• [EXERCISE]: From the material below, list every line containing "errors".

*** DATA RECORDS ***

use axum::{
    middleware::from_fn_with_state,
    routing::{get, post, put},
    Json, Router,
};
use tower_http::trace::TraceLayer;
use utoipa::OpenApi;

use crate::{
    model::{
        api::{ErrorDto, HealthDto},
        event::{CreateEventDto, EventDto, UpdateEventDto},
        group::{CreateGroupDto, GroupDto, UpdateGroupDto},
        registration::{
            CreateRegistrationDto, RegistrationDto, RegistrationStatusDto, UpdateRegistrationDto,
        },
        scout::{ContactDto, CreateScoutDto, ScoutDto, UpdateScoutDto},
    },
    server::{
        controller::{
            event, group, health::health, metrics::prometheus_metrics, registration, scout,
        },
        middleware::metrics::track_metrics,
        state::AppState,
    },
};

#[derive(OpenApi)]
#[openapi(
    info(title = "Scouts API", description = "Scout group administration"),
    paths(
        group::create_group,
        group::get_all_groups,
        group::get_group,
        group::update_group,
        group::delete_group,
        group::get_group_events,
        scout::create_scout,
        scout::get_scouts,
        scout::get_scout,
        scout::update_scout,
        scout::delete_scout,
        event::create_event,
        event::get_all_events,
        event::get_event,
        event::update_event,
        event::delete_event,
        event::assign_group,
        event::remove_group,
        registration::create_registration,
        registration::get_registration,
        registration::update_registration,
        registration::delete_registration,
        registration::get_event_registrations,
        registration::get_scout_registrations,
    ),
    components(schemas(
        ErrorDto,
        HealthDto,
        GroupDto,
        CreateGroupDto,
        UpdateGroupDto,
        ContactDto,
        ScoutDto,
        CreateScoutDto,
        UpdateScoutDto,
        EventDto,
        CreateEventDto,
        UpdateEventDto,
        RegistrationStatusDto,
        RegistrationDto,
        CreateRegistrationDto,
        UpdateRegistrationDto,
    )),
    tags(
        (name = "group", description = "Scout groups"),
        (name = "scout", description = "Scouts with emergency contacts"),
        (name = "event", description = "Events and their participating groups"),
        (name = "registration", description = "Registrations of scouts for events"),
    )
)]
pub struct ApiDoc;

async fn api_docs() -> Json<utoipa::openapi::OpenApi> {
    Json(ApiDoc::openapi())
}

pub fn router(state: AppState) -> Router {
    Router::new()
        .route(
            "/api/groups",
            get(group::get_all_groups).post(group::create_group),
        )
        .route(
            "/api/groups/{id}",
            get(group::get_group)
                .put(group::update_group)
                .delete(group::delete_group),
        )
        .route("/api/groups/{id}/events", get(group::get_group_events))
        .route("/api/scouts", get(scout::get_scouts).post(scout::create_scout))
        .route(
            "/api/scouts/{id}",
            get(scout::get_scout)
                .put(scout::update_scout)
                .delete(scout::delete_scout),
        )
        .route(
            "/api/scouts/{id}/registrations",
            get(registration::get_scout_registrations),
        )
        .route(
            "/api/events",
            get(event::get_all_events).post(event::create_event),
        )
        .route(
            "/api/events/{id}",
            get(event::get_event)
                .put(event::update_event)
                .delete(event::delete_event),
        )
        .route(
            "/api/events/{id}/groups/{group_id}",
            put(event::assign_group).delete(event::remove_group),
        )
        .route(
            "/api/events/{id}/registrations",
            get(registration::get_event_registrations),
        )
        .route("/api/registrations", post(registration::create_registration))
        .route(
            "/api/registrations/{id}",
            get(registration::get_registration)
                .put(registration::update_registration)
                .delete(registration::delete_registration),
        )
        .route("/v3/api-docs", get(api_docs))
        .route("/actuator/health", get(health))
        .route("/actuator/prometheus", get(prometheus_metrics))
        .route_layer(from_fn_with_state(state.clone(), track_metrics))
        .layer(TraceLayer::new_for_http())
        .with_state(state)
}
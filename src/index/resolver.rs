//! Seam for fetching externally referenced documents.

use crate::error::{OasError, Result};
use crate::model::Node;
use std::collections::HashMap;
use std::sync::Arc;

/// Supplies document trees for resources named by cross-document pointers.
///
/// Implementations may block (file or network access). The index calls them
/// at most once per resource and caches the result; concurrent lookups of a
/// resource that is not cached yet wait for that single call.
pub trait DocumentResolver: Send + Sync {
    /// Return the root node of `resource`.
    fn resolve(&self, resource: &str) -> Result<Arc<Node>>;
}

/// Resolver backed by an in-memory map of already parsed documents.
#[derive(Debug, Default, Clone)]
pub struct StaticResolver {
    documents: HashMap<String, Arc<Node>>,
}

impl StaticResolver {
    #[must_use]
    pub fn new() -> Self {
        Self::default()
    }

    /// Add a document under `resource`.
    #[must_use]
    pub fn with_document(mut self, resource: impl Into<String>, root: Arc<Node>) -> Self {
        self.documents.insert(resource.into(), root);
        self
    }
}

impl DocumentResolver for StaticResolver {
    fn resolve(&self, resource: &str) -> Result<Arc<Node>> {
        self.documents.get(resource).cloned().ok_or_else(|| {
            OasError::io(
                resource,
                std::io::Error::new(std::io::ErrorKind::NotFound, "no such document"),
            )
        })
    }
}
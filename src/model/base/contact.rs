use crate::error::Result;
use crate::index::SpecIndex;
use crate::model::labels::{EMAIL_LABEL, NAME_LABEL, URL_LABEL};
use crate::model::{extract_extensions, extract_field, Buildable, Extensions, HasExtensions, Node, NodeReference};
use std::sync::Arc;

/// Contact information for the exposed API.
#[derive(Debug, Clone, Default)]
pub struct Contact {
    pub name: Option<NodeReference<String>>,
    pub url: Option<NodeReference<String>>,
    pub email: Option<NodeReference<String>>,
    pub extensions: Extensions,
}

impl Buildable for Contact {
    fn build(&mut self, root: &Arc<Node>, _idx: &SpecIndex) -> Result<()> {
        self.name = extract_field(NAME_LABEL, root)?;
        self.url = extract_field(URL_LABEL, root)?;
        self.email = extract_field(EMAIL_LABEL, root)?;
        self.extensions = extract_extensions(root);
        Ok(())
    }
}

impl HasExtensions for Contact {
    fn extensions(&self) -> &Extensions {
        &self.extensions
    }
}
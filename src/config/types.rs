//! Configuration types.

use serde::{Deserialize, Serialize};

/// Options controlling how a document is indexed and built.
#[derive(Debug, Clone, PartialEq, Eq, Serialize, Deserialize)]
#[serde(default)]
pub struct BuildConfig {
    /// Tolerate circular references instead of failing the build.
    pub allow_circular_references: bool,
    /// Build independent collection entries (paths, webhooks) in parallel.
    pub concurrent_collections: bool,
    /// Resource name of the document itself. References whose resource part
    /// matches it resolve against the same document.
    pub location: Option<String>,
}

impl Default for BuildConfig {
    fn default() -> Self {
        Self {
            allow_circular_references: false,
            concurrent_collections: true,
            location: None,
        }
    }
}

impl BuildConfig {
    /// Create a `BuildConfig` with default values.
    #[must_use]
    pub fn new() -> Self {
        Self::default()
    }

    /// Create a `BuildConfig` builder.
    pub fn builder() -> BuildConfigBuilder {
        BuildConfigBuilder::default()
    }
}

/// Builder for constructing `BuildConfig` with fluent API.
#[derive(Debug, Default)]
#[must_use]
pub struct BuildConfigBuilder {
    config: BuildConfig,
}

impl BuildConfigBuilder {
    /// Allow or forbid circular reference resolution.
    pub const fn allow_circular_references(mut self, allow: bool) -> Self {
        self.config.allow_circular_references = allow;
        self
    }

    /// Build collections in parallel or sequentially.
    pub const fn concurrent_collections(mut self, concurrent: bool) -> Self {
        self.config.concurrent_collections = concurrent;
        self
    }

    /// Set the document's own resource name.
    pub fn location(mut self, location: impl Into<String>) -> Self {
        self.config.location = Some(location.into());
        self
    }

    /// Build the configuration.
    #[must_use]
    pub fn build(self) -> BuildConfig {
        self.config
    }
}
//! Objects shared by Swagger 2.0 and OpenAPI 3.x.

mod contact;
mod discriminator;
mod external_doc;
mod info;
mod license;
mod tag;

pub use contact::Contact;
pub use discriminator::Discriminator;
pub use external_doc::ExternalDoc;
pub use info::Info;
pub use license::License;
pub use tag::Tag;
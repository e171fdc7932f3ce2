//! Configuration validation.

use super::types::BuildConfig;

/// Error type for configuration validation.
#[derive(Debug, Clone)]
pub struct ConfigError {
    /// The field that failed validation
    pub field: String,
    /// Description of the validation error
    pub message: String,
}

impl std::fmt::Display for ConfigError {
    fn fmt(&self, f: &mut std::fmt::Formatter<'_>) -> std::fmt::Result {
        write!(f, "{}: {}", self.field, self.message)
    }
}

impl std::error::Error for ConfigError {}

/// Trait for validatable configuration types.
pub trait Validatable {
    /// Validate the configuration, returning any errors found.
    fn validate(&self) -> Vec<ConfigError>;

    /// Check if the configuration is valid.
    fn is_valid(&self) -> bool {
        self.validate().is_empty()
    }
}

impl Validatable for BuildConfig {
    fn validate(&self) -> Vec<ConfigError> {
        let mut errors = Vec::new();
        if let Some(location) = &self.location {
            if location.trim().is_empty() {
                errors.push(ConfigError {
                    field: "location".to_string(),
                    message: "must not be empty".to_string(),
                });
            }
            if location.contains('#') {
                errors.push(ConfigError {
                    field: "location".to_string(),
                    message: format!("'{location}' must not contain a fragment"),
                });
            }
        }
        errors
    }
}

#[cfg(test)]
mod tests {
    use super::*;

    #[test]
    fn test_default_is_valid() {
        assert!(BuildConfig::default().is_valid());
    }

    #[test]
    fn test_location_rules() {
        let config = BuildConfig::builder().location("api.yaml#/paths").build();
        let errors = config.validate();
        assert_eq!(errors.len(), 1);
        assert_eq!(errors[0].field, "location");

        let config = BuildConfig::builder().location("  ").build();
        assert!(!config.is_valid());
    }
}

*** End of DATA RECORDS ***

• [ANSWER SPACE]:
    /// Validate the configuration, returning any errors found.
        let mut errors = Vec::new();
                errors.push(ConfigError {
                errors.push(ConfigError {
        errors
        let errors = config.validate();
        assert_eq!(errors.len(), 1);
        assert_eq!(errors[0].field, "location");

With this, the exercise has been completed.